Una vita che oramai sfiora sempre più spesso i 100 anni non richiede solo di disporre di buoni capitali di salute, finanze e relazioni, ma anche di assumersi responsabilità che una vita più corta di 20/30 anni, quella dei nostri nonni, non prevedeva perché non ce n’era il tempo: curarsi di sé, restare attivi cercando e trovando quella capacità di conciliare necessità e aspetti di sé che tutti cerchiamo ma cui più facilmente un lavoratore senior può accedere. E’ sempre più diffuso, soprattutto in UK e nord Europa ma anche negli USA, che neo-pensionati, specie se pre-pensionati, dopo un paio d’anni dalla quiescenza tornino a un’attività in chiave di lavoro autonomo, part time, a progetto, a consulenza. Un modo per restare attivi e continuare a produrre un’integrazione di reddito, senza doversi sobbarcare responsabilità e orari di un lavoro dipendente a tempo pieno o, peggio, in carriera. Non è per tutti e nemmeno tutti dovremmo sentirci in obbligo di farlo, ma è evidente che chi può e desidera mantenersi attivo, troverebbe in questa scelta moderata il modo migliore per interpretare la nuova “vecchiaia” senza dar fondo a tutte le proprie energie.
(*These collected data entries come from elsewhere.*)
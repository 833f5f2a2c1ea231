//! Binder generator: completes binder classes with binding fields,
//! union adapters, command bodies and `BindMembers`.

mod declaration;
mod emit;

pub use declaration::{references_ui_framework, BinderDeclaration};

use rayon::prelude::*;
use rustc_hash::FxHashSet;
use tracing::{debug, warn};

use mvgen_core::names::to_property_name;
use mvgen_core::{GeneratorConfig, SemanticModel, TypeDecl};

use crate::cancel::CancellationToken;
use crate::constants::BINDER_GENERATOR;
use crate::diagnostics::BINDER_INTERNAL_ERROR;
use crate::error::{GeneratorError, Result};
use crate::generator::{guard, internal_error, GeneratorOutput, SourceGenerator};
use crate::output::persist;
use crate::scanner::scan_binder_candidates;
use crate::semantic::{is_binder_class, is_valid_compilation};

/// Backing field of a binding property endpoint.
pub fn binding_field_name(method: &str) -> String {
    format!("_bindingFieldFor{}", to_property_name(method))
}

/// Converter field of a binding property endpoint.
pub fn converter_field_name(method: &str) -> String {
    format!("_converterFor{}", to_property_name(method))
}

/// Backing field of a binding command endpoint.
pub fn binding_command_field_name(method: &str) -> String {
    format!("_bindingCommandFor{}", to_property_name(method))
}

/// Method receiving the bound union for a property endpoint.
pub fn adapter_method_name(method: &str) -> String {
    format!("{method}__Union")
}

#[derive(Debug, Clone, Copy, Default)]
pub struct BinderGenerator;

impl BinderGenerator {
    pub fn new() -> Self {
        Self
    }

    /// Binder classes of the compilation, one declaration per class.
    fn matched_binders<'m>(
        &self,
        model: &'m dyn SemanticModel,
        cancel: &CancellationToken,
    ) -> Result<Vec<&'m TypeDecl>> {
        let candidates = scan_binder_candidates(model.syntax_trees());

        let matched = candidates
            .par_iter()
            .map(|decl| {
                cancel.check()?;
                Ok(is_binder_class(model, decl).then_some(*decl))
            })
            .collect::<Result<Vec<_>>>()?;

        let mut seen = FxHashSet::default();
        let binders: Vec<&TypeDecl> = matched
            .into_iter()
            .flatten()
            .filter(|decl| seen.insert(decl.metadata_name()))
            .collect();

        debug!(candidates = candidates.len(), binders = binders.len(), "binder candidates resolved");
        Ok(binders)
    }
}

impl SourceGenerator for BinderGenerator {
    fn name(&self) -> &'static str {
        BINDER_GENERATOR
    }

    fn generate(
        &self,
        model: &dyn SemanticModel,
        config: &GeneratorConfig,
        cancel: &CancellationToken,
    ) -> Result<GeneratorOutput> {
        if !is_valid_compilation(model) {
            debug!(assembly = model.assembly_name(), "generation disabled for assembly");
            return Ok(GeneratorOutput::default());
        }

        let binders = self.matched_binders(model, cancel)?;

        let units: Vec<_> = binders
            .par_iter()
            .map(|decl| {
                cancel.check()?;
                guard(|| {
                    let declaration = BinderDeclaration::build(model, decl)?;
                    let source = declaration.generate_source();
                    Ok((source, declaration.diagnostics))
                })
            })
            .collect();

        let mut output = GeneratorOutput::default();
        for (decl, unit) in binders.iter().zip(units) {
            match unit {
                Ok((source, diagnostics)) => {
                    output.sources.push(source);
                    output.diagnostics.extend(diagnostics);
                }
                Err(GeneratorError::Cancelled) => return Err(GeneratorError::Cancelled),
                Err(error) => {
                    warn!(binder = %decl.name, %error, "binder generation failed");
                    output.diagnostics.push(internal_error(&BINDER_INTERNAL_ERROR, &error));
                }
            }
        }

        persist(config, model.assembly_name(), &output.sources);
        Ok(output)
    }
}

#[cfg(test)]
mod tests {
    use super::*;
    use mvgen_resolver::{standard_references, unity_engine, Compilation};

    fn compile(source: &str) -> Compilation {
        Compilation::builder("Game")
            .references(standard_references())
            .reference(unity_engine())
            .source("Binders.cs", source)
            .build()
            .unwrap()
    }

    fn run(compilation: &Compilation) -> GeneratorOutput {
        BinderGenerator::new()
            .generate(compilation, &GeneratorConfig::default(), &CancellationToken::new())
            .unwrap()
    }

    #[test]
    fn test_derived_names() {
        assert_eq!(binding_field_name("SetText"), "_bindingFieldForSetText");
        assert_eq!(converter_field_name("_setText"), "_converterForSetText");
        assert_eq!(binding_command_field_name("m_onClick"), "_bindingCommandForOnClick");
        assert_eq!(adapter_method_name("SetText"), "SetText__Union");
    }

    #[test]
    fn test_one_unit_per_binder_class() {
        let compilation = Compilation::builder("Game")
            .references(standard_references())
            .reference(unity_engine())
            .source(
                "TextBinder.cs",
                r#"
                using ZBase.Foundation.Mvvm.ViewBinding;
                namespace Game
                {
                    public partial class TextBinder : MonoBinder<UnityEngine.UI.Text>
                    {
                        [BindingProperty] private void SetText(string value) { }
                    }
                }
                "#,
            )
            .source(
                "TextBinder.Color.cs",
                r#"
                using ZBase.Foundation.Mvvm.ViewBinding;
                namespace Game
                {
                    public partial class TextBinder : MonoBinder<UnityEngine.UI.Text>
                    {
                        [BindingProperty] private void SetColor(UnityEngine.Color color) { }
                    }

                    public partial class ButtonBinder : MonoBinder<UnityEngine.UI.Button>
                    {
                        [BindingCommand] partial void OnClick();
                    }

                    public partial class Plain : UnityEngine.MonoBehaviour
                    {
                        [BindingProperty] private void SetText(string value) { }
                    }
                }
                "#,
            )
            .build()
            .unwrap();

        let output = run(&compilation);
        let names: Vec<&str> = output.sources.iter().map(|s| s.hint_name.as_str()).collect();
        assert_eq!(
            names,
            vec!["Game.TextBinder__BinderGenerator.g.cs", "Game.ButtonBinder__BinderGenerator.g.cs"]
        );
        assert!(output.sources[0].text.contains("SetText__Union"));
        assert!(output.sources[0].text.contains("SetColor__Union"));
        assert!(output.diagnostics.is_empty());
    }

    #[test]
    fn test_disabled_assembly_generates_nothing() {
        let compilation = compile(
            r#"
            using ZBase.Foundation.Mvvm.ViewBinding;
            [assembly: ZBase.Foundation.Mvvm.SkipGeneratorForAssembly]
            namespace Game
            {
                public partial class TextBinder : MonoBinder<UnityEngine.UI.Text>
                {
                    [BindingProperty] [field: Nope] private void SetText(string value) { }
                }
            }
            "#,
        );
        assert!(run(&compilation).is_empty());
    }

    #[test]
    fn test_forwarding_diagnostics_are_reported() {
        let compilation = compile(
            r#"
            using ZBase.Foundation.Mvvm.ViewBinding;
            namespace Game
            {
                public partial class ButtonBinder : MonoBinder<UnityEngine.UI.Button>
                {
                    [BindingCommand]
                    [field: Nope]
                    partial void OnClick();
                }
            }
            "#,
        );
        let output = run(&compilation);
        assert_eq!(output.sources.len(), 1);
        assert_eq!(output.diagnostics.len(), 1);
        assert_eq!(output.diagnostics[0].code(), "MVGEN0002");
        assert!(output.has_errors());
    }

    #[test]
    fn test_cancelled_pass_returns_error() {
        let compilation = compile(
            r#"
            using ZBase.Foundation.Mvvm.ViewBinding;
            namespace Game
            {
                public partial class TextBinder : MonoBinder<UnityEngine.UI.Text>
                {
                    [BindingProperty] private void SetText(string value) { }
                }
            }
            "#,
        );
        let cancel = CancellationToken::new();
        cancel.cancel();
        let result = BinderGenerator::new().generate(&compilation, &GeneratorConfig::default(), &cancel);
        assert!(matches!(result, Err(GeneratorError::Cancelled)));
    }
}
Scegliere come invecchiare
Ciò è tanto più vero nel secondo Paese più vecchio al mondo, dove lo squilibrio tra numero di anziani e numero di giovani è tale che, per essere sostenibile, lo Stato deve cedere sempre più margini di assistenza e supporto universale, implicando l’assunzione di responsabilità individuali su ambiti che prima erano demandati a uno stato sociale ora in sofferenza. Vuol dire fare scelte consapevoli per prevenire le malattie tipiche dell’invecchiamento, vuol dire approfondire la conoscenza dei propri diritti sociali ed economici per non perderne nessuno nel marasma da azzeccagarbugli delle nostre normative. Vuol dire continuare a cercare il proprio equilibrio, rinnovandone l’inseguimento man mano che i suoi connotati cambiano con il passare del tempo. Vuol dire anche fare spazio alle nuove ambizioni, curiosità, necessità del tempo che passa, sapendo disfarsi delle priorità delle fasi di vita precedenti: lo spazio dentro di noi non è infinito e se non si fa pulizia di ciò che non è più all’ordine del giorno non ci sarà dove accogliere nuove passioni, nuove emozioni, nuove relazioni e conoscenze, tutte quelle che ci può offrire il prossimo pezzo di strada.